Brief
Check each line of the data below for the string "bool", then report how many lines have it and nothing else.

Stored data entries
______________________________

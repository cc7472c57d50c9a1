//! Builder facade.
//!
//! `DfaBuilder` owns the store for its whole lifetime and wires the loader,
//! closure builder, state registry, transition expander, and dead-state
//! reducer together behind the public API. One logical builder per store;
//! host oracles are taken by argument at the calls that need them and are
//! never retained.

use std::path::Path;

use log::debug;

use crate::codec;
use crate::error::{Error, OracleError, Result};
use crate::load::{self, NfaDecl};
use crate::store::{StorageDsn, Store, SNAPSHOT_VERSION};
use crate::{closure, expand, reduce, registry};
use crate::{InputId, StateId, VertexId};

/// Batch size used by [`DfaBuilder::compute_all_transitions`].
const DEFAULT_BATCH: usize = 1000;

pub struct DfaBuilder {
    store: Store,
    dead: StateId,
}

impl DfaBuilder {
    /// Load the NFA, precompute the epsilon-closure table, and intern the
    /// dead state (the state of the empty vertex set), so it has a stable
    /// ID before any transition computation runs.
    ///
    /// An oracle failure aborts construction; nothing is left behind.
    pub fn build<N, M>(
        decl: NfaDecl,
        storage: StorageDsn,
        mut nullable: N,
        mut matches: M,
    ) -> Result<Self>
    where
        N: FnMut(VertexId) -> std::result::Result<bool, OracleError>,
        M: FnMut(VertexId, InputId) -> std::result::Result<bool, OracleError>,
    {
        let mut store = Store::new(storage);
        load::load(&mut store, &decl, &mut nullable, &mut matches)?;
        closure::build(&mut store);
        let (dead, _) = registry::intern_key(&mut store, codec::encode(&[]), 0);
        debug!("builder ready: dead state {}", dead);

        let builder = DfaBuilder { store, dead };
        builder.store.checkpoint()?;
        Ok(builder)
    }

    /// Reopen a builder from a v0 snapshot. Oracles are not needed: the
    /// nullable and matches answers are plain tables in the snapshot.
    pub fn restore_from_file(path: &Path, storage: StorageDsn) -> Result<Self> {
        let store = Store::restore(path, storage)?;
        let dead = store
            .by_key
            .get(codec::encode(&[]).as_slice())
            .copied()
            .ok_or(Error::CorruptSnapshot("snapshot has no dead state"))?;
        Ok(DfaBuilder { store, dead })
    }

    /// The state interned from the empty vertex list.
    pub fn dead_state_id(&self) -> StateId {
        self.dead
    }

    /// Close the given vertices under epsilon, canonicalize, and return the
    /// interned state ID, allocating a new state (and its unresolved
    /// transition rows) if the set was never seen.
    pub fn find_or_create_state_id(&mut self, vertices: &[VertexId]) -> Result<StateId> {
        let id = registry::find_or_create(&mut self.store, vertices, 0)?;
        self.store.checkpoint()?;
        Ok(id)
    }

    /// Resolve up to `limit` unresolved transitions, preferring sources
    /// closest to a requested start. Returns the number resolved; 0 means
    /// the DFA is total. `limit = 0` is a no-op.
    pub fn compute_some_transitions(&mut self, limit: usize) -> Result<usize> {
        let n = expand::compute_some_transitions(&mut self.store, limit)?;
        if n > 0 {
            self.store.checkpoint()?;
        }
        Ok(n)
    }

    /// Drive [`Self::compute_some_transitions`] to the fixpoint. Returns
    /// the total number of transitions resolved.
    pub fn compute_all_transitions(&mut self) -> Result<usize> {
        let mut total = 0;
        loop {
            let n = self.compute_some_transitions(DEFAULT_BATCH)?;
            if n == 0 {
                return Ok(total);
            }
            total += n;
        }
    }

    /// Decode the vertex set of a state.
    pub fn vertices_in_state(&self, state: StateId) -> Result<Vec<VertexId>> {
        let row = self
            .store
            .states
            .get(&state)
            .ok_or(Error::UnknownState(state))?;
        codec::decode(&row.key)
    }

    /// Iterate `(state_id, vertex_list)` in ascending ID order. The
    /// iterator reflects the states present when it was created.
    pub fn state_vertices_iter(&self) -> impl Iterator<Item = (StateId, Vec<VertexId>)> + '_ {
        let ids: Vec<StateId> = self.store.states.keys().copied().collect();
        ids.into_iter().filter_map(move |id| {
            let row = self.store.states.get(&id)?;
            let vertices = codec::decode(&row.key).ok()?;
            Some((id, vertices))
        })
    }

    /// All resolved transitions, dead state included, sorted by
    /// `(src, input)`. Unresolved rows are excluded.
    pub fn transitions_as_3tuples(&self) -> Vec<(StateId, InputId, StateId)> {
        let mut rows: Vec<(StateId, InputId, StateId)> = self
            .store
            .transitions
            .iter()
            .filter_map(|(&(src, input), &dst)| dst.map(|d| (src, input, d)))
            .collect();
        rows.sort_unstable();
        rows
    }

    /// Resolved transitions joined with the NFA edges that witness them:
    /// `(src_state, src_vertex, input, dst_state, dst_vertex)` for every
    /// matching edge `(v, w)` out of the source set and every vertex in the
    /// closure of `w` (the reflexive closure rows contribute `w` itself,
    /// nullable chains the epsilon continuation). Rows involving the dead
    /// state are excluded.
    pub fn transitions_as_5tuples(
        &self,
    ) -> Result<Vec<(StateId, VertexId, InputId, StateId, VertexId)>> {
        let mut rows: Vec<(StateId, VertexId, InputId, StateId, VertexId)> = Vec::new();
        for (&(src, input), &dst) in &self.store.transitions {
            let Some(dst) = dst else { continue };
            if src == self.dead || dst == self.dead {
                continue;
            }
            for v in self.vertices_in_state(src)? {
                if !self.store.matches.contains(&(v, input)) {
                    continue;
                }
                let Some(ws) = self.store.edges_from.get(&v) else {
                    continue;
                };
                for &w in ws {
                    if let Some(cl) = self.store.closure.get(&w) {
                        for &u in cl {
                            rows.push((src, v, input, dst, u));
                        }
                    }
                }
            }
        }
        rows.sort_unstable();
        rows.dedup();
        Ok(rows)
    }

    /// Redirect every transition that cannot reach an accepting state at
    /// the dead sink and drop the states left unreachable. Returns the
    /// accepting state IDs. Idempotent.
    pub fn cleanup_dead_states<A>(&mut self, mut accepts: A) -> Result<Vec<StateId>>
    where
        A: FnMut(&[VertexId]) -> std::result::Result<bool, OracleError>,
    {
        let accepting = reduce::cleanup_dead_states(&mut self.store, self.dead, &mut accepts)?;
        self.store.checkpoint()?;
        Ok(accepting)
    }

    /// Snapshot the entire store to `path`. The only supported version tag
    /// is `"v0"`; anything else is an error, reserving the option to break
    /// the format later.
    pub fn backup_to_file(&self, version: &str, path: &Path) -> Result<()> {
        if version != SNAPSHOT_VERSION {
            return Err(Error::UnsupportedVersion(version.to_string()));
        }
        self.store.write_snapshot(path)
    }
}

______________________________

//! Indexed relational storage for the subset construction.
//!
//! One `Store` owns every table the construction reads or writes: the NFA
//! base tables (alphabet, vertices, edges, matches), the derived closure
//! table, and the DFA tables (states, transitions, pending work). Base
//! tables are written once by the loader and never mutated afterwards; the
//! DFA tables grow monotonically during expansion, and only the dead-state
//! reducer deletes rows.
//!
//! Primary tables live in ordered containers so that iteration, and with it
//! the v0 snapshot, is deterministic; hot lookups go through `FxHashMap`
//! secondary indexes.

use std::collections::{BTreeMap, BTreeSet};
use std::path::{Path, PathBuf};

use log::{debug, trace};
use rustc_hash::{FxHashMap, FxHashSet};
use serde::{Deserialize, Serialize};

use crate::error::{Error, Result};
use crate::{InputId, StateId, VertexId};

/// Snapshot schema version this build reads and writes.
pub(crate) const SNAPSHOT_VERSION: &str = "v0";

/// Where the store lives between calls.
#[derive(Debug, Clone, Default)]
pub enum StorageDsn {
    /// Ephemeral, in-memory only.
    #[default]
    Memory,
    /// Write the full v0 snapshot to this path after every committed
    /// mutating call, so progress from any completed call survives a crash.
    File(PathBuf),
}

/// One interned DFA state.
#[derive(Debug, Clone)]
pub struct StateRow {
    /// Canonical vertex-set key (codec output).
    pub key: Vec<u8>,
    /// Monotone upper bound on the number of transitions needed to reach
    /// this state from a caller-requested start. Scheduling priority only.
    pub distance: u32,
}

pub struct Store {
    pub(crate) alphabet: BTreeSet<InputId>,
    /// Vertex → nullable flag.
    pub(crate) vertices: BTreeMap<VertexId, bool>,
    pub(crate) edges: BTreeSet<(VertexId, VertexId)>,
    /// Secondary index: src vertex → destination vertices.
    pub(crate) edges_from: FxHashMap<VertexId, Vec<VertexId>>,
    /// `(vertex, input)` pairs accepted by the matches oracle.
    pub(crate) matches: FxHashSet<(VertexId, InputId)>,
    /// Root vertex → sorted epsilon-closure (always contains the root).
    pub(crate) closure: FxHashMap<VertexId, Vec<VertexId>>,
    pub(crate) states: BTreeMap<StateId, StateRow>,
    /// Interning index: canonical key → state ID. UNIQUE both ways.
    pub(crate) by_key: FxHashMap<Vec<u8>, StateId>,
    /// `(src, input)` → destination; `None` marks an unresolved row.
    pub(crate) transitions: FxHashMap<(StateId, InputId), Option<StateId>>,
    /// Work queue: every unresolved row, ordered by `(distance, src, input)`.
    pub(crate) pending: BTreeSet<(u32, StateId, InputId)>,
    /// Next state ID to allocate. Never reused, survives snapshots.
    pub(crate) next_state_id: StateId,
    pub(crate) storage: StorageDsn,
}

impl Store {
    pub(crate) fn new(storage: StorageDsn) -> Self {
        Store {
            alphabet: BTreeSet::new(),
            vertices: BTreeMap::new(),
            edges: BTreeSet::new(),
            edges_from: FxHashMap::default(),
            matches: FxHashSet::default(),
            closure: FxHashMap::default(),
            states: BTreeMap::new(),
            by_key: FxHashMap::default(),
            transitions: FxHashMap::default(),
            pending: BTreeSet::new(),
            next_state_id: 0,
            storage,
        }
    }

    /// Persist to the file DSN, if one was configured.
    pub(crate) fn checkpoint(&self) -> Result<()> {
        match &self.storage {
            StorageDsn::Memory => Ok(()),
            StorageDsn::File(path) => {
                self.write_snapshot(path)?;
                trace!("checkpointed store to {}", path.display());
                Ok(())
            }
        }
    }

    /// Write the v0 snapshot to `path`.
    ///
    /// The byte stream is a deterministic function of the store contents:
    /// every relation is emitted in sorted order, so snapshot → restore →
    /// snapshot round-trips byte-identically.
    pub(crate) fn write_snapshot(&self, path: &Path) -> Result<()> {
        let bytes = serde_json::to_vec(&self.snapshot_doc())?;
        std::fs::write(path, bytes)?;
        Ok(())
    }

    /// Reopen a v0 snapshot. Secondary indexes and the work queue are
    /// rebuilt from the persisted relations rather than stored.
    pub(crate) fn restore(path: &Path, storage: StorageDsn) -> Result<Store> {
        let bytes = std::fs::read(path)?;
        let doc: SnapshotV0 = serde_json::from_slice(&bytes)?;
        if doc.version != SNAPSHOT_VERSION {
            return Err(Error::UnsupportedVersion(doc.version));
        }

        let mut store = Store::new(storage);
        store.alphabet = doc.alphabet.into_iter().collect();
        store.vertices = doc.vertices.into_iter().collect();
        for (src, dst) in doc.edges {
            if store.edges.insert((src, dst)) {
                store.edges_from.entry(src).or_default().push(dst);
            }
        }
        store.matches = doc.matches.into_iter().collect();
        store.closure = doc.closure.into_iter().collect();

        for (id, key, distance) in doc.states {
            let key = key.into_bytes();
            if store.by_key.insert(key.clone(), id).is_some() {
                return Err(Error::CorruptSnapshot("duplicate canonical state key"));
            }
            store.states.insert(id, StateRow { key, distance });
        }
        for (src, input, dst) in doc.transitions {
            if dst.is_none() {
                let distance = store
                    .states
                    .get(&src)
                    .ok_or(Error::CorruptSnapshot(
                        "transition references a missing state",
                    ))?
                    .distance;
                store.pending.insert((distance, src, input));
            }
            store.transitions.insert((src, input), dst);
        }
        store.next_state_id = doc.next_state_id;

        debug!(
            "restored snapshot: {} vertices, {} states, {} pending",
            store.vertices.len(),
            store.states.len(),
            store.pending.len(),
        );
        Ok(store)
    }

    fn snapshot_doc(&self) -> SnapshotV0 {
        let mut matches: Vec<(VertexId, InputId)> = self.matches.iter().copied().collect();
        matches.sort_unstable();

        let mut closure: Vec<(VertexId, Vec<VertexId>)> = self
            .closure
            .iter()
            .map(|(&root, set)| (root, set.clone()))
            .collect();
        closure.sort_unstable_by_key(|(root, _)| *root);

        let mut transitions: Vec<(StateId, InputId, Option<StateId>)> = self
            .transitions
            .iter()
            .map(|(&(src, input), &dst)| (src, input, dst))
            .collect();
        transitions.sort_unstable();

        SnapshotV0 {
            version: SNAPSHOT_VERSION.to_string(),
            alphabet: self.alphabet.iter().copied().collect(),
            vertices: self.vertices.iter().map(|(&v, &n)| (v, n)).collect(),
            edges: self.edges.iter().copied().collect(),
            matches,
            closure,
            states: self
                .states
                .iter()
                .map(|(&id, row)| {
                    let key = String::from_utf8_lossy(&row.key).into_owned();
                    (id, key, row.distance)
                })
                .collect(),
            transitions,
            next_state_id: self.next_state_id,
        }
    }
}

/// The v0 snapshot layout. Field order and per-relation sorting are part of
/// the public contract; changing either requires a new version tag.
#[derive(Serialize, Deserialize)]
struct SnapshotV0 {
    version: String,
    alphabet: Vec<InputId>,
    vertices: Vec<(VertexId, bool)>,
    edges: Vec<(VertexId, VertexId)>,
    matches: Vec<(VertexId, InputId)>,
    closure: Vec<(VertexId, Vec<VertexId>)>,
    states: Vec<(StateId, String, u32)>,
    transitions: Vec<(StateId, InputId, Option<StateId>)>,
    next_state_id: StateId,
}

______________________________

Solution to the exercise
5